Ray Ewry
The Games of 1908 was the last organization in which participated one of the greatest track and field athletes in the history of the Olympic Games. Ray Ewry won two gold medals, in the standing long jump and the standing high jump, adding them to the six gold medals that he had already won in the Olympic Games of 1900 (Paris) and 1904 (Saint Louis). In 1900 and in 1904 he had won in all three standing jumps, namely the long jump, the high jump and the triple jump (an event that had not been included in the Games of 1908). Therefore, with eight gold medals in three organizations he ranks among the all-round athletes, together with his fellow athlete Martin Sheridan and the more recent athletes Paavo Nurmi and Carl Lewis. What is more, in Paris he had won three times in a day. Among his distinctions should be included his victories in the standing long jump and the standing high jump in the so-called Interim Olympic Games, which was organized at Athens in 1906, as well as fifteen victories in the standing events in the national USA championship between 1898 and 1910. There is no doubt that Ewry had been the leading figure in those events that are no longer on the Olympic Games programme since the 1912 Stockholm Games. His opponent in the Games of 1908 was Konstantinos Tsiklitiras, who ranked second in both standing jumps, in which he excelled in Stockholm.

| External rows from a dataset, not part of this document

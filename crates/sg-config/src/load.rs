//! Configuration loading: resolve a base, layer overrides, validate once.
//!
//! The base configuration is an explicit preset when one is requested,
//! otherwise the first `detector.json` found by [`resolve_config`], otherwise
//! the built-in defaults. Field overrides apply last.

use std::path::PathBuf;

use tracing::debug;

use crate::detector::{ConfigOverrides, DetectorConfig};
use crate::preset::{get_preset, PresetName};
use crate::resolve::{resolve_config, ConfigSource};
use crate::validate::{validate_detector, ValidationResult};

/// Configuration resolution options.
#[derive(Debug, Default, Clone)]
pub struct ConfigOptions {
    /// Explicit config file path (highest priority file).
    pub config_path: Option<PathBuf>,
    /// Named preset; takes the place of any discovered file.
    pub preset: Option<PresetName>,
    /// Per-field overrides applied after the base is chosen.
    pub overrides: ConfigOverrides,
}

/// Resolved configuration with provenance information.
#[derive(Debug, Clone)]
pub struct ResolvedConfig {
    /// The validated detector configuration.
    pub config: DetectorConfig,
    /// Path of the file the base came from (None for presets/defaults).
    pub path: Option<PathBuf>,
    /// Where the base came from.
    pub source: ConfigSource,
    /// Preset used as the base, if any.
    pub preset: Option<PresetName>,
}

/// Load, override, and validate the detector configuration.
pub fn load_config(options: &ConfigOptions) -> ValidationResult<ResolvedConfig> {
    let (mut config, path, source) = match options.preset {
        Some(preset) => (get_preset(preset), None, ConfigSource::BuiltinDefault),
        None => {
            let resolved = resolve_config(options.config_path.as_deref());
            match resolved.path {
                Some(path) => {
                    let config = DetectorConfig::from_file(&path)?;
                    (config, Some(path), resolved.source)
                }
                None => (DetectorConfig::default(), None, resolved.source),
            }
        }
    };

    config.apply(&options.overrides);
    validate_detector(&config)?;

    debug!(
        source = %source,
        path = ?path,
        preset = ?options.preset,
        capacity = config.capacity,
        threshold = config.threshold,
        decay_constant = config.decay_constant,
        origin = config.origin,
        "detector config resolved"
    );

    Ok(ResolvedConfig {
        config,
        path,
        source,
        preset: options.preset,
    })
}

#[cfg(test)]
mod tests {
    use super::*;
    use crate::validate::ValidationError;

    #[test]
    fn preset_base_with_override() {
        let options = ConfigOptions {
            preset: Some(PresetName::Tolerant),
            overrides: ConfigOverrides {
                capacity: Some(64),
                ..Default::default()
            },
            ..Default::default()
        };
        let resolved = load_config(&options).unwrap();
        assert_eq!(resolved.config.capacity, 64);
        assert_eq!(resolved.config.threshold, 3.0);
        assert_eq!(resolved.preset, Some(PresetName::Tolerant));
        assert!(resolved.path.is_none());
    }

    #[test]
    fn invalid_override_is_rejected() {
        let options = ConfigOptions {
            preset: Some(PresetName::Default),
            overrides: ConfigOverrides {
                threshold: Some(0.0),
                ..Default::default()
            },
            ..Default::default()
        };
        let err = load_config(&options).unwrap_err();
        assert!(matches!(err, ValidationError::InvalidValue { .. }));
    }
}
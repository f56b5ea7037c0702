//! Core math modules.

pub mod logistic;
pub mod smoothing;
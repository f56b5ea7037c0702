//! surgeguard configuration loading and validation.
//!
//! This crate provides:
//! - The typed `DetectorConfig` (capacity, threshold, decay constant, origin)
//! - Config resolution (CLI → env → XDG → system → defaults)
//! - Named presets for common traffic profiles
//! - Semantic validation with stable error codes

pub mod detector;
pub mod load;
pub mod preset;
pub mod resolve;
pub mod validate;

pub use detector::{ConfigOverrides, DetectorConfig};
pub use load::{load_config, ConfigOptions, ResolvedConfig};
pub use preset::{get_preset, list_presets, PresetError, PresetInfo, PresetName};
pub use resolve::{resolve_config, ConfigPath, ConfigSource};
pub use validate::{validate_detector, ValidationError, ValidationResult};

/// Schema version for configuration files.
pub const CONFIG_SCHEMA_VERSION: &str = "1.0.0";
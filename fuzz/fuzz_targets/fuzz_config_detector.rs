//! Fuzz target for detector.json parsing and validation.
//!
//! Parsing, validating, and building a detector from arbitrary bytes must
//! never panic.

#![no_main]

use libfuzzer_sys::fuzz_target;
use sg_config::{validate_detector, DetectorConfig};
use sg_core::Detector;

fuzz_target!(|data: &[u8]| {
    let Ok(text) = std::str::from_utf8(data) else {
        return;
    };
    let Ok(config) = DetectorConfig::from_json(text) else {
        return;
    };
    if validate_detector(&config).is_ok() && config.capacity <= 1 << 16 {
        assert!(Detector::from_config(&config).is_ok());
    }
});
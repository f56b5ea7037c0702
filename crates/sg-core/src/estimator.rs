//! Adaptive rate estimator.
//!
//! For every event the estimator compares the instantaneous rate over the
//! history window with a smoothed long-run rate. The smoothing weight is the
//! share of the window covered by the newest inter-arrival gap, so a quiet
//! stream that suddenly speeds up moves the baseline slowly while the
//! instantaneous rate reacts at once.
//!
//! Unfilled history slots stand for the configured `origin`. With the
//! default origin of 0 this is the same arithmetic as a zero-initialised
//! ring: the first event always sees `alpha = 1` and a ratio of exactly 1.

use serde::Serialize;
use sg_common::{Error, Result, Timestamp};
use sg_math::{adaptive_alpha, rate_ratio, smooth, window_rate};

use crate::history::HistoryBuffer;

/// Intermediate values computed for one event.
#[derive(Debug, Clone, Copy, PartialEq, Serialize)]
pub struct RateSample {
    /// Events per time unit across the current window.
    pub rate: f64,
    /// Smoothed baseline after this event.
    pub filtered_rate: f64,
    /// `rate / filtered_rate`.
    pub ratio: f64,
    /// Smoothing weight used for this update.
    pub alpha: f64,
    /// True once the window no longer reaches back to the origin.
    pub warm: bool,
}

/// History buffer plus the smoothed rate it feeds.
#[derive(Debug, Clone)]
pub struct RateEstimator {
    history: HistoryBuffer,
    origin: Timestamp,
    filtered_rate: f64,
}

impl RateEstimator {
    pub fn new(capacity: usize, origin: Timestamp) -> Result<Self> {
        Ok(Self {
            history: HistoryBuffer::new(capacity)?,
            origin,
            filtered_rate: 0.0,
        })
    }

    /// Fold `timestamp` into the estimate.
    ///
    /// Rejected timestamps leave the estimator exactly as it was.
    pub fn observe(&mut self, timestamp: Timestamp) -> Result<RateSample> {
        self.check_order(timestamp)?;

        let window = self.history.preview();
        let start = window.oldest.unwrap_or(self.origin);
        let previous = window.previous.unwrap_or(self.origin);

        let span = (timestamp - start) as f64;
        let gap = (timestamp - previous) as f64;

        let alpha = adaptive_alpha(gap, span);
        let rate = window_rate(window.filled, span);
        let filtered_rate = smooth(self.filtered_rate, rate, alpha);
        let ratio = rate_ratio(rate, filtered_rate);

        if !ratio.is_finite() || !filtered_rate.is_finite() {
            return Err(Error::NumericalInstability(format!(
                "timestamp {}: rate={} filtered_rate={} alpha={}",
                timestamp, rate, filtered_rate, alpha
            )));
        }

        self.history.record(timestamp);
        self.filtered_rate = filtered_rate;

        Ok(RateSample {
            rate,
            filtered_rate,
            ratio,
            alpha,
            warm: window.oldest.is_some(),
        })
    }

    fn check_order(&self, timestamp: Timestamp) -> Result<()> {
        match self.history.latest() {
            Some(previous) if timestamp <= previous => {
                Err(Error::NonMonotonicTimestamp {
                    previous,
                    timestamp,
                })
            }
            None if timestamp <= self.origin => Err(Error::TimestampAtOrigin {
                origin: self.origin,
                timestamp,
            }),
            _ => Ok(()),
        }
    }

    pub fn filtered_rate(&self) -> f64 {
        self.filtered_rate
    }

    pub fn origin(&self) -> Timestamp {
        self.origin
    }

    pub fn history(&self) -> &HistoryBuffer {
        &self.history
    }

    /// Most recently accepted timestamp.
    pub fn last_timestamp(&self) -> Option<Timestamp> {
        self.history.latest()
    }
}

#[cfg(test)]
mod tests {
    use super::*;

    fn approx_eq(a: f64, b: f64, tol: f64) -> bool {
        (a - b).abs() <= tol
    }

    #[test]
    fn first_event_has_unit_ratio() {
        let mut est = RateEstimator::new(8, 0).unwrap();
        let s = est.observe(5).unwrap();
        assert_eq!(s.alpha, 1.0);
        assert!(approx_eq(s.rate, 0.2, 1e-15));
        assert_eq!(s.filtered_rate, s.rate);
        assert_eq!(s.ratio, 1.0);
        assert!(!s.warm);
    }

    #[test]
    fn warm_up_uses_origin_for_unfilled_slots() {
        let mut est = RateEstimator::new(8, 0).unwrap();
        est.observe(4).unwrap();
        let s = est.observe(6).unwrap();
        // span reaches back to origin 0: two events over 6 units
        assert!(approx_eq(s.rate, 2.0 / 6.0, 1e-15));
        assert!(approx_eq(s.alpha, 2.0 / 6.0, 1e-15));
    }

    #[test]
    fn constant_gap_from_origin_stays_at_unit_ratio() {
        let mut est = RateEstimator::new(16, 0).unwrap();
        for i in 1..=200u64 {
            let s = est.observe(i * 3).unwrap();
            assert!(approx_eq(s.ratio, 1.0, 1e-12), "event {}: {}", i, s.ratio);
        }
        assert!(approx_eq(est.filtered_rate(), 1.0 / 3.0, 1e-12));
    }

    #[test]
    fn becomes_warm_after_capacity_events() {
        let mut est = RateEstimator::new(4, 0).unwrap();
        let warm: Vec<bool> = (1..=6).map(|t| est.observe(t).unwrap().warm).collect();
        assert_eq!(warm, vec![false, false, false, false, true, true]);
    }

    #[test]
    fn custom_origin_shifts_warm_up() {
        let mut est = RateEstimator::new(4, 1_000).unwrap();
        let s = est.observe(1_010).unwrap();
        assert!(approx_eq(s.rate, 0.1, 1e-15));
        assert_eq!(s.ratio, 1.0);
    }

    #[test]
    fn rejects_timestamp_at_origin() {
        let mut est = RateEstimator::new(4, 10).unwrap();
        assert!(matches!(
            est.observe(10),
            Err(Error::TimestampAtOrigin {
                origin: 10,
                timestamp: 10
            })
        ));
        assert!(est.history().is_empty());
        assert!(est.observe(11).is_ok());
    }

    #[test]
    fn rejects_repeated_and_backwards_timestamps() {
        let mut est = RateEstimator::new(4, 0).unwrap();
        est.observe(5).unwrap();
        let before = est.filtered_rate();

        assert!(matches!(
            est.observe(5),
            Err(Error::NonMonotonicTimestamp {
                previous: 5,
                timestamp: 5
            })
        ));
        assert!(matches!(
            est.observe(3),
            Err(Error::NonMonotonicTimestamp { .. })
        ));

        assert_eq!(est.filtered_rate(), before);
        assert_eq!(est.history().len(), 1);
        assert_eq!(est.last_timestamp(), Some(5));
    }

    #[test]
    fn burst_raises_ratio_above_one() {
        let mut est = RateEstimator::new(8, 0).unwrap();
        let mut t = 0;
        for _ in 0..64 {
            t += 10;
            est.observe(t).unwrap();
        }
        t += 1;
        let s = est.observe(t).unwrap();
        assert!(s.ratio > 1.0);
        assert!(s.filtered_rate > 0.0);
    }
}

Ewry was born on 14 October 1873 in the city Lafayette of Indiana. From an early age and until his puberty he was forced to move on a wheel chair due to a serious disease (poliomyelitis). He took up sport for therapeutic reasons, so that he could strengthen his legs and be able to walk, which he achieved at the age of 16. Since then he had practised sport systematically and at the age of 27, in 1900, he won his first three Olympic medals. As most of the American track and field athletes, Ewry was a student in an American university. More specifically, he had studied engineering at Purdue University, a profession that he had exercised after his athletic career. He died on 29 September 1937.